Identification of Transposable Element Families in Zea Mays that Exhibit Tissue-Specific Variation in Chromatin Structure

Transposable elements (TEs) make up a large portion of the maize genome. Some of these elements have been shown to be active in different tissues or developmental stages. Transposon activity, thought to involve changes in chromatin structure, is associated with more accessible or “open” states. Differential Nuclease Sensitivity profiling (DNS-seq) was developed in the Bass Lab to identify MNase-hypersensitive regions of open chromatin.
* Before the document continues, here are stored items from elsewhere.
//! Request head decoding and response head encoding.
//!
//! - [`HeaderDecoder`]: decodes a request head from raw bytes, enforcing the head limits
//! - [`parse_payload`]: decides the request body framing once the route is known
//! - [`HeaderEncoder`]: serializes a response head and its framing headers

mod header_decoder;
mod header_encoder;

pub use header_decoder::HeaderDecoder;
pub use header_decoder::{MAX_HEADER_BYTES, MAX_HEADER_NUM, MAX_LINE_BYTES, parse_payload};
pub use header_encoder::HeaderEncoder;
The Bass Lab applied DNS-seq and peak calling to four distinct B73 tissues: root tip (RT), coleoptile node (CN), ear shoot (ES), and endosperm (EN). Chromatin accessibility data is often used to study gene regulation; however, in this study it was used to study transposon biology. Transposable element families were examined to determine whether they exhibit tissue-specific changes in chromatin structure. I analyzed two hundred five abundant transposable element families by calculating the number of base pairs of each that intersected with open chromatin, classified as MNase hypersensitive footprints (DNS-seq positive peaks, iSeg-BC1). For comparison, a probability distribution was generated from a 100-iteration control in which the peak positions were shuffled. Then z-scores were obtained using the mean and standard deviation of the random-distribution control simulations and the observed intersection scores. The resulting 820 z-scores revealed the statistical degree of enrichment (positive z-scores) or depletion (negative z-scores) of open chromatin for each transposable element family in the four different tissues. I found that some transposable element families, such as puck, milt, bygum, iwik, ilyl, and ebel, appeared to have positive z-scores in only a single tissue, CN. Similarly, ubow and osed were enriched in only ES, whereas ibulaf was enriched in only RT, and none of them for only EN. This study reveals that TE families can exhibit tissue-specific chromatin dynamics, illustrating a novel approach to better understand transposon behavior in maize development.